Listen: Two mortals 
facing off behind

the field. Behind 
the water, the sound 
of talon or of tooth.
A yellowing

hook moon sank
or swung to another 
bit of exhalation- 
heavy sky, the smoky

case of our sphere. 
Someone will pick 
up where another 
left off, catching

a breath as it trails 
away into
not nothingness 
but being.



 

From the writer

:: Account ::

These poems are part of a mul­ti­me­dia project about bor­ders called Fault. The sequence, which received an Artists 360 Work-in-Progress Grant, con­sists of poems, hybrid writ­ing, short films, sound exper­i­ments and pho­to-col­lages. From the start, my inten­tion was to explore the idea of a bor­der in many sens­es, not mere­ly polit­i­cal or geo­graph­ic bor­ders, and the absur­di­ty of draw­ing a line between one thing and the next. I’ve seen ants defend­ing ter­ri­to­ry on the small­est of scales. Grains of dirt are kicked back and forth across the line.

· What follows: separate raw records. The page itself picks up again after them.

//! MongoDB persistence for the catalog store

pub mod mongo;
pub mod schemas;
pub mod store;

pub use mongo::{MongoClient, MongoCollection};
pub use store::MongoCatalogStore;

The pieces are con­cerned with bor­ders best described as philosophical—between human and ani­mal, earth and sky, sky and space. Is there a spe­cif­ic sec­ond, when the heart stops, that the line between life and death is crossed, when one sec­ond ends and the next begins, or are things more flu­id than that? Like the bor­der between real­i­ty and mem­o­ry, per­cep­tion and real­i­ty, between what is actu­al­ly occur­ring and what you are think­ing about as it does? Some of the pieces in the project are meant to reflect the cacoph­o­ny we con­tend with in our dai­ly lives and how, no mat­ter how open one wish­es to be, some­thing must be built to fos­ter focus and com­pre­hen­sion. We live as if we’re in a room with many peo­ple speak­ing at once, and if we want to hear any of them, we have to block the oth­ers out. The poems attempt to cling to a thread of mean­ing amidst num­ber­less attempts to work the men­tal grasp free. From square inch­es of earth to galax­ies, they are try­ing to con­front both begin­ning and end from a sphere sus­pend­ed in the unknowable.

 

Car­olyn Guinzio’s poems have appeared in The New York­er, AGNI, Har­vard Review, Bomb, Boston Review, and many oth­er jour­nals. Her sixth col­lec­tion is How Much of What Falls Will Be Left When It Gets to The Ground (Tol­sun Books, 2018). Among her pre­vi­ous books are Ozark Crows (Spuyten-Duyvil, 2018), Spoke & Dark (Red Hen, 2012), win­ner of the To the Lighthouse/A Room of Her Own Prize, and Quar­ry (Par­lor, 2008).